My pet peeve is simply tracts of housing where there used to be forest, or farmland. What's more they're So ugly! I just don't understand.
clawfoot tubs are pricey. (but then maybe all tubs are?) I just got a regular one with my house - the upstairs apt. has a clawfoot tub, they're about the same size - big enough to stretch out your legs, not quite tall enough for my chubby belly to be underwater, I think they're perfect!
I'm hoping to go swimming today in a recently discovered local lake. (well, suburban, but close in) - that's something I miss terribly when it's not an option!
My grandparents, with 10 children, lived in what would now be considered a small house - on one side, a bungalow, and on the other, a 3-bedroom ranch house which they modified into something like 5 bedrooms. It had a largish kitchen and an almost vestigial living room, a poured cement stoop, and no dining room, just a table with lots of leaves in the kitchen. When the grandchildren would come, we would have a card table in the living room, or everyone would eat picnic style, depending on the weather.
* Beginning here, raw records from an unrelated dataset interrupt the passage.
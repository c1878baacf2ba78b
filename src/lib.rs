pub mod core;
pub mod analysis;
pub mod index;
pub mod scoring;
pub mod trending;
pub mod history;
pub mod cache;
pub mod ingest;
pub mod storage;
pub mod moderation;
pub mod metrics;

/*
┌──────────────────────────────────── TYPEAHEAD ARCHITECTURE ────────────────────────────────────┐
│                                                                                                 │
│  ┌──────────────────────────────────────────────────────────────────────────────────────────┐  │
│  │                              struct SuggestService                                        │  │
│  │  ┌────────────────────────────────────────────────────────────────────────────────────┐ │  │
│  │  │ index: Arc<PrefixIndex>          // arena trie + per-node top-K, RwLock'd          │ │  │
│  │  │ rebuilder: Arc<Rebuilder>        // generation swap + shadow apply                 │ │  │
│  │  │ buffer: Arc<IngestBuffer>        // bounded lock-free event queue                  │ │  │
│  │  │ flusher: Arc<Flusher>            // write-behind worker thread                     │ │  │
│  │  │ suggestions: Arc<SuggestionCache>// prefix -> ranked list, TTL + invalidation      │ │  │
│  │  │ trending: Arc<TrendingWindow>    // decayed sliding-window sorted set              │ │  │
│  │  │ history: Arc<PersonalHistory>    // per-user recent searches                       │ │  │
│  │  │ filter: Arc<ModerationFilter>    // blocklist mirror                               │ │  │
│  │  │ ranker: Ranker                   // pure weighted scoring                          │ │  │
│  │  │ store: Arc<dyn PhraseStore>      // persistent phrase -> count collaborator        │ │  │
│  │  │ metrics: Arc<Metrics>            // counters + histograms                          │ │  │
│  │  └────────────────────────────────────────────────────────────────────────────────────┘ │  │
│  └──────────────────────────────────────────────────────────────────────────────────────────┘  │
│                                                                                                 │
│  query:  suggest() ── cache? ── lookup (shared lock) ── rank(trending, history) ── cache put    │
│  ingest: log_search() ── buffer ── flusher: persist ▸ index ▸ trending ▸ invalidate             │
│  admin:  rebuild / clear-cache / add-phrase / filter-phrase                                     │
│                                                                                                 │
└─────────────────────────────────────────────────────────────────────────────────────────────────┘
*/

pub use crate::core::config::{Config, Weights};
pub use crate::core::error::{Error, ErrorKind, Result};
pub use crate::core::service::SuggestService;
pub use crate::core::types::{Deadline, SuggestRequest, SuggestResponse, Suggestion, TrendingPhrase};
pub use crate::cache::shared::{MemoryCache, SharedCache};
pub use crate::storage::file::FileStore;
pub use crate::storage::memory::MemoryStore;
pub use crate::storage::store::PhraseStore;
I think part of what I hate about the large houses that I see is all the wasted space - large, formal rooms that are nearly never used, but must be kept cool and warm, dry, etc. The shoddy building values that I've seen don't help - these things are built out of the cheapest materials available and it shows. It's also the sense of isolation they give - each family alone in their particleboard palace, with no front porch from which to visit, no shared space except the road, no encouragement to leave the house. And it doesn't help that so many around here have monocropped lawns spread with really icky stuff to keep the "bad" plants off and ensure that the grass grows a uniform shade of green and a uniform lushness all across a neighborhood.
Yuck. I like dandelions and clover. I don't even mind crabgrass. I miss front porches and porch swings. Even hot, muggy days don't feel so bad on a porch swing as the sun goes down, watching the fireflies and drinking lemonaide, maybe eating something off the grill.